**TASK INPUT:**
// SPDX-License-Identifier: MIT
//! Snapshots and the two collections that hold them.
//!
//! A [`Snapshot`] is one complete aesthetic. History and favorites store
//! [`Entry`] values (a snapshot plus an id and a millisecond timestamp) and
//! compare them by [`Signature`], which ignores the seed: two seeds that
//! land on the same look are the same favorite.

use seedtone_theme::rng::fnv1a;
use seedtone_theme::{Fonts, Mode, Mood, Palette, TokenLocks};
use serde::{Deserialize, Serialize};

/// Maximum number of history entries kept, newest first.
pub const HISTORY_LIMIT: usize = 12;

// ---------------------------------------------------------------------------
// Snapshot
// ---------------------------------------------------------------------------

/// One complete aesthetic: everything needed to reproduce or display it.
#[derive(Debug, Clone, PartialEq, Eq, Hash, Serialize, Deserialize)]
pub struct Snapshot {
    pub seed: String,
    pub mode: Mode,
    pub mood: Mood,
    pub palette: Palette,
    pub fonts: Fonts,
}

impl Default for Snapshot {
    fn default() -> Self {
        Self {
            seed: String::new(),
            mode: Mode::default(),
            mood: Mood::default(),
            palette: Palette::default(),
            fonts: Fonts::default(),
        }
    }
}

impl Snapshot {
    #[must_use]
    pub const fn signature(&self) -> Signature<'_> {
        Signature {
            mode: self.mode,
            mood: self.mood,
            palette: self.palette,
            fonts: &self.fonts,
        }
    }
}

/// Equality key for history dedup and favorites: the look, not the seed.
#[derive(Debug, Clone, Copy, PartialEq, Eq, Hash, Serialize)]
pub struct Signature<'a> {
    pub mode: Mode,
    pub mood: Mood,
    pub palette: Palette,
    pub fonts: &'a Fonts,
}

impl Signature<'_> {
    /// FNV-1a of the signature's JSON form.
    #[must_use]
    pub fn hash(&self) -> u32 {
        fnv1a(&serde_json::to_string(self).unwrap_or_default())
    }
}

// ---------------------------------------------------------------------------
// Locks
// ---------------------------------------------------------------------------

/// Group and per-token locks. A locked group is never regenerated; a locked
/// token survives regeneration of an unlocked palette.
#[derive(Debug, Clone, Copy, PartialEq, Eq, Default, Serialize, Deserialize)]
#[serde(default)]
pub struct Locks {
    pub palette: bool,
    pub fonts: bool,
    pub tokens: TokenLocks,
}

// ---------------------------------------------------------------------------
// Entry
// ---------------------------------------------------------------------------

/// A stored snapshot. Serialized flat: `{id, at, seed, mode, mood, palette, fonts}`.
#[derive(Debug, Clone, PartialEq, Eq, Serialize, Deserialize)]
pub struct Entry {
    pub id: String,
    /// Creation time, milliseconds since the Unix epoch.
    pub at: u64,
    #[serde(flatten)]
    pub snapshot: Snapshot,
}

impl Entry {
    /// A history entry: id is `<ms base36>_<fnv(seed) hex>`.
    #[must_use]
    pub fn history(snapshot: Snapshot, now_ms: u64) -> Self {
        let id = format!("{}_{:x}", to_base36(now_ms), fnv1a(&snapshot.seed));
        Self { id, at: now_ms, snapshot }
    }

    /// A favorite minted from a snapshot that had no entry of its own.
    #[must_use]
    pub fn favorite(snapshot: Snapshot, now_ms: u64) -> Self {
        Self::tagged("fav", snapshot, now_ms)
    }

    /// A favorite minted from the live state.
    #[must_use]
    pub fn current(snapshot: Snapshot, now_ms: u64) -> Self {
        Self::tagged("cur", snapshot, now_ms)
    }

    fn tagged(tag: &str, snapshot: Snapshot, now_ms: u64) -> Self {
        let hash = snapshot.signature().hash();
        let id = format!("{}_{tag}_{hash:x}", to_base36(now_ms));
        Self { id, at: now_ms, snapshot }
    }

    #[must_use]
    pub const fn signature(&self) -> Signature<'_> {
        self.snapshot.signature()
    }

    /// Case-insensitive substring match over seed, mode, mood and both
    /// font names. An empty (or all-whitespace) query matches everything.
    #[must_use]
    pub fn matches(&self, query: &str) -> bool {
        let needle = query.trim().to_lowercase();
        if needle.is_empty() {
            return true;
        }
        let s = &self.snapshot;
        let hay = format!(
            "{} {} {} {} {}",
            s.seed, s.mode, s.mood, s.fonts.display, s.fonts.body
        )
        .to_lowercase();
        hay.contains(&needle)
    }
}

/// Lowercase base-36 rendering, as used in ids and random seeds.
#[must_use]
#[allow(clippy::cast_possible_truncation)]
pub fn to_base36(mut n: u64) -> String {
    const DIGITS: &[u8; 36] = b"0123456789abcdefghijklmnopqrstuvwxyz";
    if n == 0 {
        return "0".to_owned();
    }
    let mut buf = Vec::new();
    while n > 0 {
        buf.push(DIGITS[(n % 36) as usize]);
        n /= 36;
    }
    buf.reverse();
    String::from_utf8(buf).unwrap_or_default()
}

// ---------------------------------------------------------------------------
// History
// ---------------------------------------------------------------------------

/// Newest-first ring of recent snapshots, capped at [`HISTORY_LIMIT`].
#[derive(Debug, Clone, Default, PartialEq, Eq, Serialize, Deserialize)]
#[serde(transparent)]
pub struct History {
    entries: Vec<Entry>,
}

impl History {
    /// Adopt previously stored entries, trimming to the cap.
    #[must_use]
    pub fn from_entries(mut entries: Vec<Entry>) -> Self {
        entries.truncate(HISTORY_LIMIT);
        Self { entries }
    }

    /// Record `snapshot` at the head unless the head already has the same
    /// signature. Returns whether an entry was added.
    pub fn push(&mut self, snapshot: &Snapshot, now_ms: u64) -> bool {
        if self
            .entries
            .first()
            .is_some_and(|head| head.signature() == snapshot.signature())
        {
            return false;
        }
        self.entries.insert(0, Entry::history(snapshot.clone(), now_ms));
        self.entries.truncate(HISTORY_LIMIT);
        true
    }

    #[must_use]
    pub fn find(&self, id: &str) -> Option<&Entry> {
        self.entries.iter().find(|e| e.id == id)
    }

    #[must_use]
    pub fn entries(&self) -> &[Entry] {
        &self.entries
    }

    pub fn search<'a>(&'a self, query: &'a str) -> impl Iterator<Item = &'a Entry> + 'a {
        self.entries.iter().filter(move |e| e.matches(query))
    }

    pub fn clear(&mut self) {
        self.entries.clear();
    }

    #[must_use]
    pub fn len(&self) -> usize {
        self.entries.len()
    }

    #[must_use]
    pub fn is_empty(&self) -> bool {
        self.entries.is_empty()
    }
}

// ---------------------------------------------------------------------------
// Favorites
// ---------------------------------------------------------------------------

/// Newest-first starred snapshots, unique by signature.
#[derive(Debug, Clone, Default, PartialEq, Eq, Serialize, Deserialize)]
#[serde(transparent)]
pub struct Favorites {
    entries: Vec<Entry>,
}

impl Favorites {
    #[must_use]
    pub const fn from_entries(entries: Vec<Entry>) -> Self {
        Self { entries }
    }

    #[must_use]
    pub fn contains(&self, snapshot: &Snapshot) -> bool {
        let sig = snapshot.signature();
        self.entries.iter().any(|e| e.signature() == sig)
    }

    /// Remove every entry sharing `entry`'s signature, or prepend `entry`
    /// if there was none. Returns `true` when the entry was added.
    pub fn toggle(&mut self, entry: Entry) -> bool {
        if self.contains(&entry.snapshot) {
            let sig = entry.signature();
            self.entries.retain(|e| e.signature() != sig);
            false
        } else {
            self.entries.insert(0, entry);
            true
        }
    }

    #[must_use]
    pub fn find(&self, id: &str) -> Option<&Entry> {
        self.entries.iter().find(|e| e.id == id)
    }

    #[must_use]
    pub fn entries(&self) -> &[Entry] {
        &self.entries
    }

    pub fn search<'a>(&'a self, query: &'a str) -> impl Iterator<Item = &'a Entry> + 'a {
        self.entries.iter().filter(move |e| e.matches(query))
    }

    pub fn clear(&mut self) {
        self.entries.clear();
    }

    #[must_use]
    pub fn len(&self) -> usize {
        self.entries.len()
    }

    #[must_use]
    pub fn is_empty(&self) -> bool {
        self.entries.is_empty()
    }
}

// ---------------------------------------------------------------------------
// Tests
// ---------------------------------------------------------------------------

#[cfg(test)]
mod tests {
    use super::*;
    use pretty_assertions::assert_eq;
    use proptest::prelude::*;
    use seedtone_theme::{Token, generate_fonts, generate_palette};

    fn snap(seed: &str, mode: Mode, mood: Mood) -> Snapshot {
        Snapshot {
            seed: seed.to_owned(),
            mode,
            mood,
            palette: generate_palette(seed, mode, mood, &Palette::default(), &TokenLocks::default()),
            fonts: generate_fonts(seed, mood, &Fonts::default()),
        }
    }

    // ── Ids ─────────────────────────────────────────────────────────

    #[test]
    fn base36_matches_reference() {
        assert_eq!(to_base36(0), "0");
        assert_eq!(to_base36(35), "z");
        assert_eq!(to_base36(36), "10");
        assert_eq!(to_base36(1_700_000_000_000), "loyw3v28");
    }

    #[test]
    fn history_id_is_time_and_seed_hash() {
        let e = Entry::history(snap("abc123", Mode::Light, Mood::Minimal), 36);
        assert_eq!(e.id, "10_38b29a05");
        assert_eq!(e.at, 36);
    }

    #[test]
    fn favorite_ids_carry_their_tag() {
        let s = snap("x", Mode::Dark, Mood::Neon);
        assert!(Entry::favorite(s.clone(), 1).id.starts_with("1_fav_"));
        assert!(Entry::current(s, 1).id.starts_with("1_cur_"));
    }

    // ── Signature ───────────────────────────────────────────────────

    #[test]
    fn signature_ignores_seed() {
        let a = snap("one", Mode::Light, Mood::Bold);
        let mut b = a.clone();
        b.seed = "two".into();
        assert_eq!(a.signature(), b.signature());
        assert_eq!(a.signature().hash(), b.signature().hash());

        b.palette.set(Token::Accent, seedtone_theme::Rgb::BLACK);
        assert_ne!(a.signature(), b.signature());
    }

    #[test]
    fn entry_serializes_flat() {
        let e = Entry::history(snap("abc123", Mode::Dark, Mood::Earthy), 5);
        let json: serde_json::Value = serde_json::to_value(&e).unwrap();
        let keys: Vec<&str> = json.as_object().unwrap().keys().map(String::as_str).collect();
        for k in ["id", "at", "seed", "mode", "mood", "palette", "fonts"] {
            assert!(keys.contains(&k), "missing {k} in {keys:?}");
        }
        assert_eq!(json["mode"], "dark");
        assert_eq!(json["mood"], "Earthy");
        assert_eq!(serde_json::from_value::<Entry>(json).unwrap(), e);
    }

    // ── History ─────────────────────────────────────────────────────

    #[test]
    fn history_skips_consecutive_duplicates_only() {
        let mut h = History::default();
        let a = snap("a", Mode::Light, Mood::Minimal);
        let b = snap("b", Mode::Light, Mood::Minimal);
        assert!(h.push(&a, 1));
        assert!(!h.push(&a, 2));
        assert!(h.push(&b, 3));
        assert!(h.push(&a, 4));
        assert_eq!(h.len(), 3);
        assert_eq!(h.entries()[0].snapshot.seed, "a");
    }

    #[test]
    fn history_is_capped_newest_first() {
        let mut h = History::default();
        for i in 0..20 {
            h.push(&snap(&format!("s{i}"), Mode::Dark, Mood::Pastel), i);
        }
        assert_eq!(h.len(), HISTORY_LIMIT);
        assert_eq!(h.entries()[0].snapshot.seed, "s19");
        assert_eq!(h.entries()[HISTORY_LIMIT - 1].snapshot.seed, "s8");
    }

    #[test]
    fn history_from_entries_truncates() {
        let entries: Vec<Entry> = (0..15)
            .map(|i| Entry::history(snap(&i.to_string(), Mode::Light, Mood::Bold), i))
            .collect();
        assert_eq!(History::from_entries(entries).len(), HISTORY_LIMIT);
    }

    #[test]
    fn search_covers_seed_mood_and_fonts() {
        let mut h = History::default();
        h.push(&snap("Alpha", Mode::Dark, Mood::Neon), 1);
        h.push(&snap("beta", Mode::Light, Mood::Earthy), 2);
        assert_eq!(h.search("ALPHA").count(), 1);
        assert_eq!(h.search("earthy").count(), 1);
        assert_eq!(h.search("  ").count(), 2);
        assert_eq!(h.search("nope").count(), 0);

        let display = h.entries()[0].snapshot.fonts.display.to_uppercase();
        assert!(h.search(&display).count() >= 1);
    }

    // ── Favorites ───────────────────────────────────────────────────

    #[test]
    fn favorites_toggle_adds_then_removes() {
        let mut f = Favorites::default();
        let s = snap("fav", Mode::Light, Mood::Pastel);
        assert!(f.toggle(Entry::favorite(s.clone(), 1)));
        assert!(f.contains(&s));
        assert!(!f.toggle(Entry::current(s.clone(), 2)));
        assert!(f.is_empty());
    }

    #[test]
    fn favorites_keep_supplied_id() {
        let mut f = Favorites::default();
        let e = Entry::history(snap("keep", Mode::Dark, Mood::Bold), 9);
        f.toggle(e.clone());
        assert_eq!(f.find(&e.id), Some(&e));
    }

    #[test]
    fn favorites_are_newest_first() {
        let mut f = Favorites::default();
        f.toggle(Entry::favorite(snap("one", Mode::Light, Mood::Minimal), 1));
        f.toggle(Entry::favorite(snap("two", Mode::Light, Mood::Neon), 2));
        let seeds: Vec<&str> = f.entries().iter().map(|e| e.snapshot.seed.as_str()).collect();
        assert_eq!(seeds, ["two", "one"]);
    }

    fn arb_snapshot() -> impl Strategy<Value = Snapshot> {
        ("[a-z0-9]{1,6}", any::<bool>(), prop::sample::select(Mood::ALL.to_vec())).prop_map(
            |(seed, dark, mood)| snap(&seed, if dark { Mode::Dark } else { Mode::Light }, mood),
        )
    }

    proptest! {
        #[test]
        fn double_toggle_restores_favorites(
            existing in prop::collection::vec(arb_snapshot(), 0..5),
            s in arb_snapshot(),
        ) {
            let mut f = Favorites::default();
            for (i, e) in existing.iter().enumerate() {
                if !f.contains(e) {
                    f.toggle(Entry::favorite(e.clone(), i as u64));
                }
            }
            prop_assume!(!f.contains(&s));
            let before = f.clone();
            f.toggle(Entry::favorite(s.clone(), 99));
            f.toggle(Entry::favorite(s, 100));
            prop_assert_eq!(f, before);
        }

        #[test]
        fn history_never_exceeds_cap(snaps in prop::collection::vec(arb_snapshot(), 0..30)) {
            let mut h = History::default();
            for (i, s) in snaps.iter().enumerate() {
                h.push(s, i as u64);
                prop_assert!(h.len() <= HISTORY_LIMIT);
            }
            for pair in h.entries().windows(2) {
                prop_assert_ne!(pair[0].signature(), pair[1].signature());
            }
        }
    }
}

**PROBLEM REQUIREMENTS:**
Please return the span of lines above that opens with the one containing "for (i, s) in" and closes with the final line, both included, exactly as written and nothing more.

**RESPONSE:**
            for (i, s) in snaps.iter().enumerate() {
                h.push(s, i as u64);
                prop_assert!(h.len() <= HISTORY_LIMIT);
            }
            for pair in h.entries().windows(2) {
                prop_assert_ne!(pair[0].signature(), pair[1].signature());
            }
        }
    }
}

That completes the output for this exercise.